**Task details**
Could you give the number of lines in the entries below that contain the word "listener"? Only the number is wanted.

※

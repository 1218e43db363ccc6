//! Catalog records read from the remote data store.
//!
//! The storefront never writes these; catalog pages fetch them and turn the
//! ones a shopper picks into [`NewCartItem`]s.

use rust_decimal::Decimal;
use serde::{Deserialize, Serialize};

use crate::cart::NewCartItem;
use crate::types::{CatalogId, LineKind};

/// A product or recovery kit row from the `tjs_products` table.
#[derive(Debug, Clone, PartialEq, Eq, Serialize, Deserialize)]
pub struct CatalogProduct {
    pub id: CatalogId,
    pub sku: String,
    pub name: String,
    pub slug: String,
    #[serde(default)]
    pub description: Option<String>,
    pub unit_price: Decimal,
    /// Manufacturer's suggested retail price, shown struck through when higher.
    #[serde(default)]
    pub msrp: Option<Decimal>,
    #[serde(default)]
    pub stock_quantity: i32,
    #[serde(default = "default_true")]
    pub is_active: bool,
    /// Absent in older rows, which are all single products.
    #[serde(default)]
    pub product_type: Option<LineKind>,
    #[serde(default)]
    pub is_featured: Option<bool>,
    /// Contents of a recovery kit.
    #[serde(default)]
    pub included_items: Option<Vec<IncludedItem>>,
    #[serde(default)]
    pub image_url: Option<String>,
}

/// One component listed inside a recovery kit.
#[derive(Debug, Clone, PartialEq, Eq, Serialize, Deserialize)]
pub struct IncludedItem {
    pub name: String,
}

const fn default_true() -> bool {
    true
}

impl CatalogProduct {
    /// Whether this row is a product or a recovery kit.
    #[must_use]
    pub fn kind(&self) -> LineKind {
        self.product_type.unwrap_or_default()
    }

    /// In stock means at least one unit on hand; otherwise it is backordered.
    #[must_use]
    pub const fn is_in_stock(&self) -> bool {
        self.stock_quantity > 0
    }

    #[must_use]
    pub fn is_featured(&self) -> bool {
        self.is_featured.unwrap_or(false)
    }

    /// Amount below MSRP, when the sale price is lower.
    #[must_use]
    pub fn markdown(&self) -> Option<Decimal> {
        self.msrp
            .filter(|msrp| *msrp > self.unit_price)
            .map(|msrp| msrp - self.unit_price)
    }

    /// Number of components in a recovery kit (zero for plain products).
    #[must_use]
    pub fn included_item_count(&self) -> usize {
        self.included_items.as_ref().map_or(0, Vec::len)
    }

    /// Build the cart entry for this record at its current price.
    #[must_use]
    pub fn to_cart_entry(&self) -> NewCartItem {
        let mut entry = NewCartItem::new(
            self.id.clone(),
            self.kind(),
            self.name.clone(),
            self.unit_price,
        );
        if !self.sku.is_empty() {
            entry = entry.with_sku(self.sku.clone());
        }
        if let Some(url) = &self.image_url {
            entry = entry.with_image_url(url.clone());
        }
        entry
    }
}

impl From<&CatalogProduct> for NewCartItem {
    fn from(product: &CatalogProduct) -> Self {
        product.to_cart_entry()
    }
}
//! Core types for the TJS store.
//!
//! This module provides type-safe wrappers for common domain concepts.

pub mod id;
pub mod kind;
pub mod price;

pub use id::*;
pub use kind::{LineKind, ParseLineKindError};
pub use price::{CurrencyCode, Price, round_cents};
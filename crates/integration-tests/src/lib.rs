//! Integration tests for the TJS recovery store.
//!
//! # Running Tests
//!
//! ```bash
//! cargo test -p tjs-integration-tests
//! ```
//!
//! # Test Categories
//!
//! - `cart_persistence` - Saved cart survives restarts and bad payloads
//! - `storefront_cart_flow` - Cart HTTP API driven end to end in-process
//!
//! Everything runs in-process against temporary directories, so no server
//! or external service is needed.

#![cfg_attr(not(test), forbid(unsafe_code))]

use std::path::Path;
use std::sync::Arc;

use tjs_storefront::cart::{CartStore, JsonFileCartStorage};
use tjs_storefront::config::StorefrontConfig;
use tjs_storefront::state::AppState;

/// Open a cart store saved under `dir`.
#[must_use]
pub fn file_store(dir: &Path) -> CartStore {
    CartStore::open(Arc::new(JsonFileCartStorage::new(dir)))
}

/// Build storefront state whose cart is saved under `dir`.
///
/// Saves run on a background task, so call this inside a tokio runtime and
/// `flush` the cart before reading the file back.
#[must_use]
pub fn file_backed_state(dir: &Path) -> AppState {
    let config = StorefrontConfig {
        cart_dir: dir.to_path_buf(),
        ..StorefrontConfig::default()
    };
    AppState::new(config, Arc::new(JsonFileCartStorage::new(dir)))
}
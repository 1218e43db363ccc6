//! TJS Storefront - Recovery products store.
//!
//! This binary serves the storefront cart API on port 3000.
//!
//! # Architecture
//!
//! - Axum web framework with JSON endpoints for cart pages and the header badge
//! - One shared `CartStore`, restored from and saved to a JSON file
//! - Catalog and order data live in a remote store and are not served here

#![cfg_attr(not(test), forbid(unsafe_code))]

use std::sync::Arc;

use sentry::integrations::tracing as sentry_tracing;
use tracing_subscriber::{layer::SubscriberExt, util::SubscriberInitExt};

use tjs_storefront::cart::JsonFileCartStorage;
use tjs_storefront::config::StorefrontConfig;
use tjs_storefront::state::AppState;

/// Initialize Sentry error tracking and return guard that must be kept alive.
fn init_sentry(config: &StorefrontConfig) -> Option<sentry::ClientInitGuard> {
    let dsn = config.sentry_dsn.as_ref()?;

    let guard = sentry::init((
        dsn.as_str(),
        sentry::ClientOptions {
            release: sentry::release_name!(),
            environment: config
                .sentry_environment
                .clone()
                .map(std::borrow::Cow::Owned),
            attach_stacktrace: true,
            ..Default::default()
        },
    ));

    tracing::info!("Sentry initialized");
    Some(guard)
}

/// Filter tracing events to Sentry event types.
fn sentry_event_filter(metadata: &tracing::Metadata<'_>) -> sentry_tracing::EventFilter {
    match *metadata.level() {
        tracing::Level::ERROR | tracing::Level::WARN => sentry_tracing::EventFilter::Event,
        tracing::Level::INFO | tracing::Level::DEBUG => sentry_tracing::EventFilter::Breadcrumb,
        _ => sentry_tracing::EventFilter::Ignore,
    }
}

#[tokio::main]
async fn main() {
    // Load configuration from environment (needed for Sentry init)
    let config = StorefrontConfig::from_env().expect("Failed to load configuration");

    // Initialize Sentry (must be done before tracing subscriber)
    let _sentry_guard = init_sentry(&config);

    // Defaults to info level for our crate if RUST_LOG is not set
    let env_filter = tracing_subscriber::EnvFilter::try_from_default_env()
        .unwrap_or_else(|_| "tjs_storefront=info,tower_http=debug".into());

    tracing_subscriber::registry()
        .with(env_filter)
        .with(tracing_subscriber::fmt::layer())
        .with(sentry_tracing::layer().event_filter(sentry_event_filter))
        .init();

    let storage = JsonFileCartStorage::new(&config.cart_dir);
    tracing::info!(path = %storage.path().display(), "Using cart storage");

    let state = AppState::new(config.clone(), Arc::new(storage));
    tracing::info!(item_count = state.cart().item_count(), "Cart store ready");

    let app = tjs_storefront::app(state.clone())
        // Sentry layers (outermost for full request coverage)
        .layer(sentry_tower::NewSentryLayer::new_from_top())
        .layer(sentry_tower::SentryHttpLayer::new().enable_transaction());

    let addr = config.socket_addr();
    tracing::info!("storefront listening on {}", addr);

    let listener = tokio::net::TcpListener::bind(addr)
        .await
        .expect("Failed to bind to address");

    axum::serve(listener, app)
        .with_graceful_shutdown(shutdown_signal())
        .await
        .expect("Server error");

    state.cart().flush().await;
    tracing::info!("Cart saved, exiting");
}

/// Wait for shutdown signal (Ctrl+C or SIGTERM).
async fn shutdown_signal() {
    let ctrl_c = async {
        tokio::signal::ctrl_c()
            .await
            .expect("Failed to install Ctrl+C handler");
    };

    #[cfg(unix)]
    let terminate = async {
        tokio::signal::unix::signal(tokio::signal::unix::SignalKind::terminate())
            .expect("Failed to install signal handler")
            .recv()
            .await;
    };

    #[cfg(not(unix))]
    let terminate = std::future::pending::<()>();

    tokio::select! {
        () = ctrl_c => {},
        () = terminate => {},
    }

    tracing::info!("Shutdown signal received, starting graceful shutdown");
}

※

**The answer**
2